Aggiungasi all'urina dell'ammoniaca o un poco di soluzione di cloruro di zinco: l'urobilina dà una bella fluorescenza verde.

Aggiungendo all'urina molto acido cloridrico, l'urobilina dà ad esso un colore violetto.

L'urocromo è il pigmento normale e costante dell'urina: può ottenersi da questo come polvere amorfa d'un colore tra il nero ed il giallo, solubile nell'acqua, negli alcali, negli acidi e precipitato dall'acetato neutro di piombo.

La sua soluzione acquosa esposta all'aria si arrossa.

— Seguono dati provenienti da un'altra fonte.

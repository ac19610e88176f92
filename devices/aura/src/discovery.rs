use rgb_sync_core::{Device, DeviceClass, Discovery, MouseKind, PoolConfig, Result};
use tracing::{debug, info, warn};

use crate::{LightController, ZoneDevice};

/// One controller exposed by the vendor SDK. Only keyboards are typed by the
/// SDK itself, everything else is told apart by name.
pub struct SdkDevice {
    pub is_keyboard: bool,
    pub controller: Box<dyn LightController>,
}

/// Enumerates the controllers a vendor SDK currently exposes
pub trait ControllerSource {
    fn controllers(&mut self) -> Result<Vec<SdkDevice>>;
}

/// Class of an SDK device from its keyboard flag and name
pub fn classify(name: &str, is_keyboard: bool, mouse: MouseKind) -> DeviceClass {
    let name = name.to_lowercase();
    if is_keyboard {
        DeviceClass::Keyboard
    } else if name.contains("mouse") {
        DeviceClass::Mouse(mouse)
    } else if name.contains("vga") {
        DeviceClass::Gpu
    } else {
        DeviceClass::Generic
    }
}

/// [`Discovery`] over a vendor SDK. Mice take their zone layout from the
/// configured mouse preference.
pub struct AuraDiscovery<S> {
    source: S,
}

impl<S: ControllerSource> AuraDiscovery<S> {
    pub fn new(source: S) -> Self {
        Self { source }
    }
}

impl<S: ControllerSource> Discovery for AuraDiscovery<S> {
    fn discover(&mut self, config: &PoolConfig) -> Vec<Box<dyn Device>> {
        let controllers = match self.source.controllers() {
            Ok(controllers) => controllers,
            Err(e) => {
                warn!("aura sdk unavailable: {e}");
                return Vec::new();
            },
        };
        controllers
            .into_iter()
            .filter_map(|SdkDevice { is_keyboard, controller }| {
                let class = classify(controller.name(), is_keyboard, config.mouse_preference);
                if !config.enables(class) {
                    debug!(controller = controller.name(), "{} disabled", class.as_str());
                    return None;
                }
                info!(controller = controller.name(), "found aura {}", class.as_str());
                Some(Box::new(ZoneDevice::new(controller, class)) as Box<dyn Device>)
            })
            .collect()
    }
}

#[cfg(test)]
mod tests {
    use rgb_sync_core::DeviceError;

    use super::*;
    use crate::tests::Recorder;

    struct Fixed(Vec<(&'static str, bool)>);

    impl ControllerSource for Fixed {
        fn controllers(&mut self) -> Result<Vec<SdkDevice>> {
            Ok(self
                .0
                .iter()
                .map(|&(name, is_keyboard)| {
                    let mut controller = Recorder::new(3);
                    controller.name = name;
                    SdkDevice {
                        is_keyboard,
                        controller: Box::new(controller),
                    }
                })
                .collect())
        }
    }

    struct Missing;

    impl ControllerSource for Missing {
        fn controllers(&mut self) -> Result<Vec<SdkDevice>> {
            Err(DeviceError::DeviceNotFound)
        }
    }

    fn classes(devices: &[Box<dyn Device>]) -> Vec<DeviceClass> {
        devices.iter().map(|d| d.class()).collect()
    }

    #[test]
    fn keyboard_flag_wins_over_name() {
        let class = classify("Claymore Mouse Pad", true, MouseKind::Standard);
        assert_eq!(class, DeviceClass::Keyboard);
    }

    #[test]
    fn mouse_by_name() {
        assert_eq!(
            classify("ROG Gladius MOUSE", false, MouseKind::Standard),
            DeviceClass::Mouse(MouseKind::Standard)
        );
        assert_eq!(
            classify("pugio mouse", false, MouseKind::Pugio),
            DeviceClass::Mouse(MouseKind::Pugio)
        );
    }

    #[test]
    fn gpu_by_name() {
        assert_eq!(classify("Strix VGA", false, MouseKind::Standard), DeviceClass::Gpu);
    }

    #[test]
    fn everything_else_is_generic() {
        assert_eq!(classify("Aura Strip", false, MouseKind::Standard), DeviceClass::Generic);
    }

    #[test]
    fn classes_follow_config() {
        let mut discovery = AuraDiscovery::new(Fixed(vec![
            ("Claymore", true),
            ("Pugio Mouse", false),
            ("Strix VGA", false),
            ("Addressable Strip", false),
        ]));
        let config = PoolConfig {
            gpu: false,
            mouse_preference: MouseKind::Pugio,
            ..Default::default()
        };
        let devices = discovery.discover(&config);
        assert_eq!(classes(&devices), [
            DeviceClass::Keyboard,
            DeviceClass::Mouse(MouseKind::Pugio),
            DeviceClass::Generic,
        ]);
        assert_eq!(devices[1].updates_per_second(), 15.0);
        assert_eq!(devices[2].name(), "Addressable Strip");
    }

    #[test]
    fn missing_sdk_finds_nothing() {
        let mut discovery = AuraDiscovery::new(Missing);
        assert!(discovery.discover(&PoolConfig::default()).is_empty());
    }
}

Per riconoscerlo si fan cadere delle gocce d'acido cloridrico sull'urina riscaldata: s'ha un colore violaceo-rosso intenso, proporzionalmente, all'urocromo, dell'urina.

L'uroeritrina rappresenta, secondo le vedute moderne il prodotto di ossidazione dell'indicano, pero nelle urine, escrete da qualche tempo, lo si trova sempre: si emette già formato in casi patologici.

Per vederne la presenza nell'urina si aggiunge a questa dell'acetato di piombo; si avranno i cloruri, i solfati, i fosfati, gli urati di piombo i quali preciteranno perchè insolubili; questo precipitato sarà bianco in assenza di uroeritrina, ma sarà più o men roseo o rosso, se l'urina contiene uroeritrina.

Alle volte, nel precipitare, l'acido urico e gli urati appaion tinti in rosso-mattone: questa pigmentazione devesi all'uroeritrina.

L'indicano o acido indossilsolforico è un pigmento giallo dell'urina che s'origina dall'indole il quale si forma nell'intestino per azione del succo del pancreas sugli albuminoidi: questo viene prima ossidato a formare ossindolo, poi, per la combinazione coi solfati di potassio, forma indossisolfato potassico, epperò, esiste l'indicano nell'urine, come sale alcalino.

L'indicano cristallizza in lamette incolori e splendenti. Per azione degli acidi minerali si sdoppia in bleu d'indaco od indigotina ed in indoglucina, epperò, aggiungendo all'urina un egual volume d'acido cloridrico puro, indi un po' d'ipoclorito di calce s'ha una colorazione che va dal verde al bleu, a seconda della quantità d'indicano.